星野監督時代の優勝(2003年)時に書かれたエッセイを、2005年の岡田監督の優勝への祝辞を加えて文庫本化された一冊。
こんな本も出ていたんだなぁ…って、あの時(2003)は、海のものとも山のものとも知れぬ本がたくさんでていたから…(笑)
全部チェックするのは無理!

ところで、ドクトル・マンボウが熱狂的な、"狂"が付くほどの阪神ファンだったとは…知らなかった。
すみません。
お見それしました。勉強不足でした。

その著者のドクトル・マンボウであるが、随分お年を召されたようで、そういうイメージがなかったから、少々(いやだいぶ)驚いている。
その分、自分も年をとっているのだが、自分はいつまでも若いと思っているから、時の流れの感覚が鈍くなっているんだろうなぁ。
嗚呼やれやれ……。

ドクトル・マンボウが阪神ファンになったのは東北大学在学中。
昆虫が好きで学者になりたかったのに、戦争の禍の迫り来る時のこととて、「医学部に行けば出征が遅れる」と父・斉藤茂吉が命じたためだと(多分)高校のときの国語の教科書で読んだ覚えがある。
「ほぅ、なるほど」とそのときは純粋に感心したものだった。
ま、歴史を見れば分かるように、結局は行かざるを得ないほど戦況は悪化したのだけど。
その旧制高校を思わせるバーバリズムに惚れ込んだのだという。

バーバリズム…なんでしょうか?それ?すみません。わかりません。(笑)

なんにしても、珍しいね。
東京出身の人なのに。
地方にGファンが多いのは、全国津々浦々まで偏った解説と応援の入った実況中継(局アナは結局サラリーマンだからし方がないけどね)を某テレビ局がするからで、そんなものを聞いていれば自然とG党になってしまう。
勿論、関西のテレビ局だって同じことをしている。
大いに偏り、大いに私情まじりで……。

同様に、あたかも、物心が付くか付かないかの内から、あの熱狂的な甲子園の雰囲気の中に連れ出され、わけわからんままに風船を飛ばしていれば、そのムードに毒され(笑)て、中毒になっちゃってもおかしくはない。
阪神ファンが家族ぐるみなのは、そーゆー環境が大きいのだと思う。
しかし、あのジェット風船飛ばしは、一度現地で経験されることをお薦めする。
最高に美しい!
球場全体での一体感も味わえるし、まさしく"我らのお祭!"という感じなのだ。
だまされたと思って、一度本物を見てほしい。
きっと感動する。
絶対に。
ファンでなくたって…きっと。

で、阪神ファンというのはいつも不安でびくびくしている。
調子が良いからといって「優勝」とか言ってはいけない、という雰囲気がある。
言うと「運が逃げる」ような、そんな不安に常に付きまとわれているのだ(笑)
いや、本当に。
だから、
少しは行けるかとコッソリ思ったのは、
…そう。コッソリ思うモンなんです。
おおっぴらに思うだけで、駄目なんです。逃げて行っちゃうんです。幸運の女神が。

勝ちが続いて喜んで、いや駄目だ、きっと今度は負け続けるぞ有頂天になっちゃだめだ。このまま阪神が勝ち続けるわけがない!と気を引き締める。
阪神ファンは…(略)…身体に悪い
いっそ、5月で「今年のペナントレースは終わった…」とか言ってる方がなんぼかラクでした。実際。

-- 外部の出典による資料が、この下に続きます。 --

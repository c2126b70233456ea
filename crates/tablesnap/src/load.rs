use std::path::Path;

use tablesnap_config::FileFormat;
use tablesnap_core::{AttributeMap, DataAccess, EntityDef, Record, Result, SnapError, Value};

use crate::encode::decode;
use crate::project::Project;

impl Project {
    /// Replace every row of `entity` with the records stored at `path`
    /// (default `{dump_dir}/{table}.{ext}`). Returns the number of records saved.
    ///
    /// Existing rows are destroyed before the file is read, and nothing runs in
    /// a transaction: a parse or save failure leaves the table holding only the
    /// records saved so far.
    pub fn load<D>(&self, db: &mut D, entity: &EntityDef, path: Option<&Path>) -> Result<usize>
    where
        D: DataAccess + ?Sized,
    {
        let path = path
            .map(Path::to_path_buf)
            .unwrap_or_else(|| self.default_dump_path(entity));

        let destroyed = db.destroy_all(entity)?;
        tracing::debug!(table = %entity.table, destroyed, "cleared table before load");
        reset_sequence(db, entity)?;

        let records = self.read_dump(entity, &path)?;
        let total = records.len();
        for record in records {
            db.save(entity, record)?;
        }

        reset_sequence(db, entity)?;
        tracing::info!(table = %entity.table, rows = total, path = %path.display(), "loaded table");
        Ok(total)
    }

    /// Read and parse a dump file without touching the database.
    pub fn read_dump(&self, entity: &EntityDef, path: &Path) -> Result<Vec<Record>> {
        let format = FileFormat::from_path(path).unwrap_or(self.config().dump_format());
        let (resolved, content) = self.read_file(path)?;
        let document = decode(&content, format, &resolved)?;
        parse_dump(entity, document, &resolved)
    }
}

fn reset_sequence<D>(db: &mut D, entity: &EntityDef) -> Result<()>
where
    D: DataAccess + ?Sized,
{
    if db.supports_sequence_reset() {
        db.reset_pk_sequence(&entity.table)
    } else {
        tracing::warn!(table = %entity.table, "sequence reset unsupported, skipping");
        Ok(())
    }
}

/// Turn a decoded dump document into records ready to save.
///
/// Identifiers come from the file; discriminator values must name the base
/// type or a registered subtype.
pub fn parse_dump(entity: &EntityDef, document: Value, path: &Path) -> Result<Vec<Record>> {
    let Value::Array(elements) = document else {
        return Err(SnapError::parse(path, "expected an array of records"));
    };

    let singular = entity.singular_name();
    elements
        .into_iter()
        .enumerate()
        .map(|(index, element)| {
            let attributes = match element {
                Value::Object(mut wrapper) => match wrapper.remove(&singular) {
                    Some(Value::Object(attributes)) => attributes,
                    _ => {
                        return Err(SnapError::parse(
                            path,
                            format!("record {index}: missing '{singular}' object"),
                        ));
                    }
                },
                _ => {
                    return Err(SnapError::parse(
                        path,
                        format!("record {index}: expected an object"),
                    ));
                }
            };
            record_from_attributes(entity, attributes, path, index)
        })
        .collect()
}

fn record_from_attributes(
    entity: &EntityDef,
    mut attributes: AttributeMap,
    path: &Path,
    index: usize,
) -> Result<Record> {
    let id = match attributes.remove(&entity.primary_key) {
        None | Some(Value::Null) => None,
        Some(value) => Some(value.as_i64().ok_or_else(|| {
            SnapError::parse(
                path,
                format!(
                    "record {index}: {} must be an integer, got {value}",
                    entity.primary_key
                ),
            )
        })?),
    };

    let mut record = Record {
        id,
        subtype: None,
        attributes,
    };

    if let Some(column) = entity.inheritance_column() {
        match record.attributes.get(column).cloned() {
            None | Some(Value::Null) => {}
            Some(Value::String(subtype)) => {
                entity.resolve_subtype(&subtype)?;
                record.set_subtype(column, subtype);
            }
            Some(other) => {
                return Err(SnapError::parse(
                    path,
                    format!("record {index}: {column} must be a string, got {other}"),
                ));
            }
        }
    }

    Ok(record)
}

毎年5〜6月ごろには、負け続けて優勝どころかAクラスの望みもなくなるので、阪神ファンの体力はそこまででいい、とうか、そこまでしかもたない。
病弱なタイガースファンとしては、たまに優勝ならいいけれども、いつも6月ぐらいでシーズンが終わったようになるから体力が続いているので、毎年毎年ペナント争いされたら、しんどくってしようがないという感じもします。
というのは決してリップサービスではないよね。そう思うと、巨人のファンは"少しだけ"(笑)すごい、という論法になるようだ。
よく毎年毎年優勝争いをしていてスタミナがもつなと。


最後の最後まで、試合中他人様迷惑なほど賑やか(煩い?)に応援を続ける阪神ファンだけど、その心中は不安と喜びと半分半分、いや、7:3ぐらい(?)であるってことです。
でもって、陽気な阪神ファンのその実情は、ぜーはーと息を切らしているのかも?
だから、病弱(シーズンいっぱい持たない)で小心者(不安がつきない)な阪神ファンを、暖かく見守ってやってくださいね。